# WORK TO BE COMPLETED:
Scan the listing below for the string "reason" and copy each line where it turns up.
Start of SUPPLIED ENTRIES
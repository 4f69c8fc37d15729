use thiserror::Error;

#[derive(Error, Debug)]
pub enum BaseError {
    #[error("Tag '{0}' not found")]
    UnknownTag(String),

    #[error("Invalid tag name '{0}'")]
    InvalidTagName(String),

    #[error("Tag alias chain is not supported: {0}")]
    UnsupportedAliasChain(String),

    #[error("Invalid alias table: {0}")]
    InvalidAliasTable(String),

    #[error("Invalid value {value} for config '{key}', expected {expected}")]
    InvalidConfigValue {
        key: String,
        value: String,
        expected: String,
    },

    #[error("Config '{0}' is not declared")]
    UnknownConfig(String),

    #[error("Parameter '{param}' is not valid for {class}")]
    InvalidParameter { param: String, class: String },

    #[error("Missing parameter '{param}' for {class}")]
    MissingParameter { param: String, class: String },

    #[error("Type mismatch: {0}")]
    TypeMismatch(String),

    #[error("Class '{0}' is not registered")]
    UnknownClass(String),

    #[error("Class '{0}' is already registered with a different definition")]
    DuplicateClass(String),

    #[error("Class '{0}' cannot be constructed from parameters")]
    NotConstructible(String),

    #[error("This instance of {0} has not been fitted yet")]
    NotFitted(String),

    #[error("The provided serialization format '{format}' is not supported. The possible formats are: {supported}")]
    UnsupportedSerializationFormat { format: String, supported: String },

    #[error("Serialization format '{0}' is unavailable: {1}")]
    CodecUnavailable(String, String),

    #[error("{class} violates the base object contract: {reason}")]
    ContractViolation { class: String, reason: String },

    #[error("Invalid path: {0}")]
    InvalidPathType(String),

    #[error("Path '{0}' already exists")]
    PathAlreadyExists(String),

    #[error("Serialization error: {0}")]
    Serialization(String),

    #[error("Archive error: {0}")]
    Archive(String),

    #[error("Lock error: {0}")]
    LockError(String),

    #[error("I/O error: {0}")]
    IoError(String),
}

pub type Result<T> = std::result::Result<T, BaseError>;

impl From<std::io::Error> for BaseError {
    fn from(err: std::io::Error) -> Self {
        Self::IoError(err.to_string())
    }
}

impl From<rmp_serde::encode::Error> for BaseError {
    fn from(err: rmp_serde::encode::Error) -> Self {
        Self::Serialization(err.to_string())
    }
}

impl From<rmp_serde::decode::Error> for BaseError {
    fn from(err: rmp_serde::decode::Error) -> Self {
        Self::Serialization(err.to_string())
    }
}

#[cfg(feature = "json")]
impl From<serde_json::Error> for BaseError {
    fn from(err: serde_json::Error) -> Self {
        Self::Serialization(err.to_string())
    }
}

impl<T> From<std::sync::PoisonError<T>> for BaseError {
    fn from(err: std::sync::PoisonError<T>) -> Self {
        Self::LockError(err.to_string())
    }
}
End of SUPPLIED ENTRIES
# EXERCISE RESULT:
    #[error("{class} violates the base object contract: {reason}")]
    ContractViolation { class: String, reason: String },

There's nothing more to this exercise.